Search the data below for "derive"; list each line that holds it.

________________

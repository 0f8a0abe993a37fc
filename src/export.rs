use crate::error::Result;
use crate::models::GenerationResult;
use std::path::{Path, PathBuf};

/// A generated image paired with the filename it is offered under.
#[derive(Debug, Clone, PartialEq, Eq)]
pub struct ExportFile {
    pub filename: String,
    pub image: GenerationResult,
}

impl ExportFile {
    pub fn new(filename: impl Into<String>, image: GenerationResult) -> Self {
        Self {
            filename: filename.into(),
            image,
        }
    }

    /// Names the file `{stem}.{ext}`, the extension taken from the image's
    /// MIME type.
    pub fn with_stem(stem: &str, image: GenerationResult) -> Self {
        let filename = format!("{}.{}", stem, image.extension());
        Self::new(filename, image)
    }
}

/// Where exported images end up. Saving is fire-and-forget.
pub trait FileSink: Send + Sync {
    fn save(&self, file: &ExportFile);
}

/// Writes exports into a local directory, overwriting same-named files.
#[derive(Debug, Clone)]
pub struct DirectorySink {
    dir: PathBuf,
}

impl DirectorySink {
    pub fn new(dir: impl Into<PathBuf>) -> Self {
        Self { dir: dir.into() }
    }

    pub fn dir(&self) -> &Path {
        &self.dir
    }

    fn write(&self, file: &ExportFile) -> Result<PathBuf> {
        std::fs::create_dir_all(&self.dir)?;
        let path = self.dir.join(&file.filename);
        std::fs::write(&path, file.image.decode()?)?;
        Ok(path)
    }
}

impl FileSink for DirectorySink {
    fn save(&self, file: &ExportFile) {
        match self.write(file) {
            Ok(path) => log::info!("💾 Image saved to: {}", path.display()),
            Err(e) => log::error!("Failed to save {}: {}", file.filename, e),
        }
    }
}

________________

### Worked solution
#[derive(Debug, Clone, PartialEq, Eq)]
#[derive(Debug, Clone)]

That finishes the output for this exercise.